As fábulas de Esopo forneceram inspiração para escritores como Fedro e La Fontaine, que chegou a escrever um texto biográfico sobre o narrador grego. Tu, meu caro leitor, poderá reconhecer essas fábulas nos mais diversos recônditos, como por exemplo, numa música do Reginaldo Rossi, como é o caso d' A Raposa e as Uvas.

Consta em seus parcos dados biográficos que foi um escravo libertado de aparência estranha (ele era corcunda) e que viveu no século VI a. C. Seu último senhor se chamava Xanto. Esopo era um grande mestre nos domínios da arte de narrar. As estórias que lhe são atribuídas modelaram as bases da fábula como gênero literário.
Nessas estorietas os protagonistas eram em sua maioria animais, mas homens e deuses também eram retratados em algumas das narrativas. O final das estórias sempre reserva um caráter moral, educativo.
É bom lembrar que essas narrativas fazem parte da tradição oral, ou seja, não foi Esopo que as reuniu e escreveu. Vou tentar postar pelo menos uma de suas fábulas por semana aqui no Farol. A dessa semana é:

O Morcego e as Doninhas*

Um morcego havia caído no chão.
Veio uma doninha e o capturou.
Já ia matá-lo quando o morcego implorou:
-Deixa-me viver.
-Impossível -respondeu a doninha-, pois sou inimiga de todos os pássaros desde que nasci
-Eu não sou um pássaro disse o outro.
E a Doninha o deixou ir embora.
Pouco depois o morcego caiu de novo e foi pego por outra doninha.
-Não me comas -suplicou
A doninha disse:
Detesto ratos.
O morcego falou:
-Não sou um rato, sou um morcego.
Mais uma vez conseguiu se salvar.
Assim, mudando duas vezes de nome, escapou da morte. A cada perigo, uma nova feição.

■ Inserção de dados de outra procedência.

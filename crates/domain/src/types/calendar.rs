//! Calendar account and event types
//!
//! Accounts hold provider credentials encrypted at rest; events are the
//! normalized occurrences replaced wholesale on every sync.

use chrono::{DateTime, Utc};
use serde::{Deserialize, Serialize};
#[cfg(feature = "ts-gen")]
use ts_rs::TS;

use crate::impl_domain_status_conversions;

/// Calendar providers the sync path knows how to talk to.
#[derive(Debug, Clone, Copy, PartialEq, Eq, Hash, Serialize, Deserialize)]
#[serde(rename_all = "snake_case")]
#[cfg_attr(feature = "ts-gen", derive(TS))]
#[cfg_attr(feature = "ts-gen", ts(export))]
pub enum CalendarProvider {
    Google,
    Apple,
}

impl_domain_status_conversions!(CalendarProvider {
    Google => "google",
    Apple => "apple",
});

/// Origin tag stored on every calendar event row.
#[derive(Debug, Clone, Copy, PartialEq, Eq, Hash, Serialize, Deserialize)]
#[serde(rename_all = "snake_case")]
#[cfg_attr(feature = "ts-gen", derive(TS))]
#[cfg_attr(feature = "ts-gen", ts(export))]
pub enum EventSource {
    Google,
    Apple,
    Calendarific,
}

impl_domain_status_conversions!(EventSource {
    Google => "google",
    Apple => "apple",
    Calendarific => "calendarific",
});

impl From<CalendarProvider> for EventSource {
    fn from(provider: CalendarProvider) -> Self {
        match provider {
            CalendarProvider::Google => Self::Google,
            CalendarProvider::Apple => Self::Apple,
        }
    }
}

/// One linked third-party calendar.
///
/// `provider` is kept as stored text so rows written by newer releases (with
/// providers this build does not know) still load.
#[derive(Debug, Clone, PartialEq, Serialize, Deserialize)]
#[serde(rename_all = "camelCase")]
#[cfg_attr(feature = "ts-gen", derive(TS))]
#[cfg_attr(feature = "ts-gen", ts(export, rename_all = "camelCase"))]
pub struct CalendarAccount {
    pub id: String,
    pub user_id: String,
    pub provider: String,
    pub external_id: String,
    pub email: Option<String>,
    pub label: Option<String>,
    #[serde(skip_serializing, default)]
    #[cfg_attr(feature = "ts-gen", ts(skip))]
    pub access_token_enc: String,
    #[serde(skip_serializing, default)]
    #[cfg_attr(feature = "ts-gen", ts(skip))]
    pub refresh_token_enc: Option<String>,
    #[cfg_attr(feature = "ts-gen", ts(type = "string | null"))]
    pub expires_at: Option<DateTime<Utc>>,
    #[cfg_attr(feature = "ts-gen", ts(type = "string | null"))]
    pub last_synced_at: Option<DateTime<Utc>>,
    #[cfg_attr(feature = "ts-gen", ts(type = "string"))]
    pub created_at: DateTime<Utc>,
    #[cfg_attr(feature = "ts-gen", ts(type = "string"))]
    pub updated_at: DateTime<Utc>,
}

impl CalendarAccount {
    /// Parsed provider, `None` for providers this build does not handle.
    pub fn provider_kind(&self) -> Option<CalendarProvider> {
        self.provider.parse().ok()
    }
}

/// Insert-or-update payload keyed by `(provider, external_id)`.
///
/// On update the owner, email, label, access credential and expiry are
/// replaced, `last_synced_at` is cleared, and the refresh credential is only
/// replaced when `refresh_token_enc` is `Some`.
#[derive(Debug, Clone, PartialEq)]
pub struct CalendarAccountUpsert {
    pub user_id: String,
    pub provider: CalendarProvider,
    pub external_id: String,
    pub email: Option<String>,
    pub label: Option<String>,
    pub access_token_enc: String,
    pub refresh_token_enc: Option<String>,
    pub expires_at: Option<DateTime<Utc>>,
}

/// Plaintext credentials returned by a provider after a token refresh.
#[derive(Clone, PartialEq, Eq)]
pub struct RefreshedCredentials {
    pub access_token: String,
    /// Only present when the provider issued a new refresh token.
    pub refresh_token: Option<String>,
    pub expires_at: Option<DateTime<Utc>>,
}

impl std::fmt::Debug for RefreshedCredentials {
    fn fmt(&self, f: &mut std::fmt::Formatter<'_>) -> std::fmt::Result {
        f.debug_struct("RefreshedCredentials")
            .field("access_token", &"[REDACTED]")
            .field("refresh_token", &self.refresh_token.as_ref().map(|_| "[REDACTED]"))
            .field("expires_at", &self.expires_at)
            .finish()
    }
}

/// Encrypted credential columns to write back after a refresh.
///
/// `None` fields leave the stored value untouched.
#[derive(Debug, Clone, PartialEq, Eq)]
pub struct CredentialUpdate {
    pub access_token_enc: String,
    pub refresh_token_enc: Option<String>,
    pub expires_at: Option<DateTime<Utc>>,
}

/// Provider-neutral event produced by a sync adapter.
#[derive(Debug, Clone, PartialEq, Serialize, Deserialize)]
#[serde(rename_all = "camelCase")]
pub struct NormalizedEvent {
    pub external_id: String,
    pub summary: Option<String>,
    pub description: Option<String>,
    pub location: Option<String>,
    pub starts_at: DateTime<Utc>,
    pub ends_at: DateTime<Utc>,
    pub metadata: Option<serde_json::Value>,
}

/// Stored calendar occurrence.
#[derive(Debug, Clone, PartialEq, Serialize, Deserialize)]
#[serde(rename_all = "camelCase")]
#[cfg_attr(feature = "ts-gen", derive(TS))]
#[cfg_attr(feature = "ts-gen", ts(export, rename_all = "camelCase"))]
pub struct CalendarEvent {
    pub id: String,
    pub account_id: Option<String>,
    pub user_id: String,
    pub external_id: Option<String>,
    pub holiday_id: Option<String>,
    pub summary: Option<String>,
    pub description: Option<String>,
    pub location: Option<String>,
    #[cfg_attr(feature = "ts-gen", ts(type = "string"))]
    pub starts_at: DateTime<Utc>,
    #[cfg_attr(feature = "ts-gen", ts(type = "string"))]
    pub ends_at: DateTime<Utc>,
    pub source: String,
    pub is_holiday: bool,
    pub is_meal: bool,
    #[cfg_attr(feature = "ts-gen", ts(type = "unknown"))]
    pub metadata: Option<serde_json::Value>,
}
//! Meal plan resolver

use std::sync::Arc;

use chrono::{Duration, NaiveDate, TimeZone, Utc};
use hearth_domain::constants::{MEAL_PLAN_MAX_DAYS, MEAL_PLAN_MIN_DAYS};
use hearth_domain::{
    HearthError, Holiday, MealOverrideInput, MealPlanPayload, MealPlanSource, MealPlanType,
    Result, UserMealOverride, UserPreferences,
};
use tracing::{debug, info, instrument, warn};

use super::generator::{date_key, generate_template};
use super::ports::{MealPlanRepository, OverrideUpsert, RecipeSource};
use crate::holiday::ports::HolidayRepository;
use crate::sweep::SweepSummary;
use crate::user::ports::UserDirectory;
use crate::user::resolve_country;

/// Resolves a user's plan for a day: override, then cached template, then a
/// freshly generated template.
pub struct MealPlanService {
    plans: Arc<dyn MealPlanRepository>,
    holidays: Arc<dyn HolidayRepository>,
    users: Arc<dyn UserDirectory>,
    recipes: Arc<dyn RecipeSource>,
}

impl MealPlanService {
    pub fn new(
        plans: Arc<dyn MealPlanRepository>,
        holidays: Arc<dyn HolidayRepository>,
        users: Arc<dyn UserDirectory>,
        recipes: Arc<dyn RecipeSource>,
    ) -> Self {
        Self { plans, holidays, users, recipes }
    }

    #[instrument(skip(self, holiday), fields(holiday_id = holiday.map(|h| h.id.as_str())))]
    pub async fn get_plan(
        &self,
        user_id: &str,
        date: NaiveDate,
        holiday: Option<&Holiday>,
    ) -> Result<MealPlanPayload> {
        let key = date_key(date);
        let holiday_summary = holiday.map(Holiday::summary);
        let is_holiday = holiday.is_some();

        if let Some(found) = self
            .plans
            .find_latest_override(user_id, &key, holiday.map(|h| h.id.as_str()))
            .await?
        {
            debug!(date_key = %key, "Using user override");
            return Ok(MealPlanPayload {
                date_key: key,
                is_holiday,
                holiday: holiday_summary,
                calories: found.calories,
                macros: found.macros,
                courses: found.courses,
                source: MealPlanSource::Override,
            });
        }

        let plan_type = if is_holiday { MealPlanType::Holiday } else { MealPlanType::Standard };
        let template = match self.plans.find_template(&key, plan_type).await? {
            Some(template) => template,
            None => {
                debug!(date_key = %key, %plan_type, "No cached template, generating");
                let generated = generate_template(self.recipes.as_ref(), &key, plan_type).await?;
                self.plans.insert_template(generated).await?
            }
        };

        Ok(MealPlanPayload {
            date_key: key,
            is_holiday,
            holiday: holiday_summary,
            calories: template.calories,
            macros: template.macros,
            courses: template.courses,
            source: MealPlanSource::Template,
        })
    }

    /// Plan for one day as requested by a caller.
    ///
    /// An explicit `holiday_id` is looked up directly (unknown ids mean no
    /// holiday); otherwise the user's country calendar decides.
    pub async fn daily_plan(
        &self,
        user_id: &str,
        date: NaiveDate,
        holiday_id: Option<&str>,
    ) -> Result<MealPlanPayload> {
        let holiday = match holiday_id.filter(|id| !id.is_empty()) {
            Some(id) => self.holidays.find_by_id(id).await?,
            None => self.find_holiday_for_date(user_id, date).await?,
        };
        self.get_plan(user_id, date, holiday.as_ref()).await
    }

    #[instrument(skip(self, input))]
    pub async fn save_override(
        &self,
        user_id: &str,
        date_key: &str,
        input: MealOverrideInput,
    ) -> Result<UserMealOverride> {
        if NaiveDate::parse_from_str(date_key, "%Y-%m-%d").is_err() {
            return Err(HearthError::Validation(format!(
                "dateKey must be YYYY-MM-DD, got {date_key:?}"
            )));
        }

        let data = OverrideUpsert {
            holiday_id: input.holiday_id.filter(|id| !id.is_empty()),
            courses: input.courses.normalize(),
            calories: input.calories,
            macros: input.macros,
            notes: input.notes,
        };
        self.plans.upsert_override(user_id, date_key, data).await
    }

    /// Plans for `days` consecutive days from today (UTC), clamped to 1..=30.
    pub async fn list_upcoming(&self, user_id: &str, days: u32) -> Result<Vec<MealPlanPayload>> {
        self.list_upcoming_from(user_id, Utc::now().date_naive(), days).await
    }

    pub async fn list_upcoming_from(
        &self,
        user_id: &str,
        start: NaiveDate,
        days: u32,
    ) -> Result<Vec<MealPlanPayload>> {
        let days = days.clamp(MEAL_PLAN_MIN_DAYS, MEAL_PLAN_MAX_DAYS);
        let mut plans = Vec::with_capacity(days as usize);

        for offset in 0..days {
            let date = start + Duration::days(i64::from(offset));
            let holiday = self.find_holiday_for_date(user_id, date).await?;
            plans.push(self.get_plan(user_id, date, holiday.as_ref()).await?);
        }

        Ok(plans)
    }

    /// First holiday of the user's country on `date` (UTC day).
    pub async fn find_holiday_for_date(
        &self,
        user_id: &str,
        date: NaiveDate,
    ) -> Result<Option<Holiday>> {
        let country = resolve_country(self.users.as_ref(), user_id).await?;
        let from = date
            .and_hms_opt(0, 0, 0)
            .map(|dt| Utc.from_utc_datetime(&dt))
            .ok_or_else(|| HearthError::Internal(format!("invalid day {date}")))?;
        self.holidays.find_in_range(&country, from, from + Duration::days(1)).await
    }

    pub async fn ensure_preferences(&self, user_id: &str) -> Result<UserPreferences> {
        self.users.ensure_preferences(user_id).await
    }

    /// Warm the template cache for one user's next `days` days.
    pub async fn prefetch_for_user(&self, user_id: &str, days: u32) -> Result<usize> {
        self.ensure_preferences(user_id).await?;
        let start = Utc::now().date_naive();
        let mut warmed = 0;
        for offset in 0..days {
            let date = start + Duration::days(i64::from(offset));
            let holiday = self.find_holiday_for_date(user_id, date).await?;
            self.get_plan(user_id, date, holiday.as_ref()).await?;
            warmed += 1;
        }
        Ok(warmed)
    }

    /// Prefetch for every user; one user's failure does not stop the rest.
    pub async fn prefetch_all_users(&self, days: u32) -> Result<SweepSummary> {
        let user_ids = self.users.list_user_ids().await?;
        let mut summary = SweepSummary::default();

        for user_id in &user_ids {
            match self.prefetch_for_user(user_id, days).await {
                Ok(_) => summary.record(true),
                Err(err) => {
                    warn!(user_id = %user_id, error = %err, "Meal plan prefetch failed for user");
                    summary.record(false);
                }
            }
        }

        info!(users = summary.targets, failures = summary.failures, "Meal plan prefetch finished");
        Ok(summary)
    }
}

*Existem diversas versões dessa fábula por ai, optei pela ótima tradução de Antônio Carlos Viana
editada pela L&PM na versão pocket. Essas edições de bolso da L&PM são as melhores nesse segmento e podem ser encontradas em diversos pontos de venda, tais como bancas de jornal e supermercados.


Faroleando o fabular:
Me parece que as doninhas o que tem "fofinhas" tem de "burrinhas". Ou então, como bem observou o primo Ariete A.K.A. Celobar:
"Rapaz, quem é meio cego é o morcego, mas acho que nessa fábula ai, as doninhas é que não enxergam muito bem."

A doninha acima é da raça black-footed (nigripes do Mustela). A imagem está hospedada no site North American Mammals.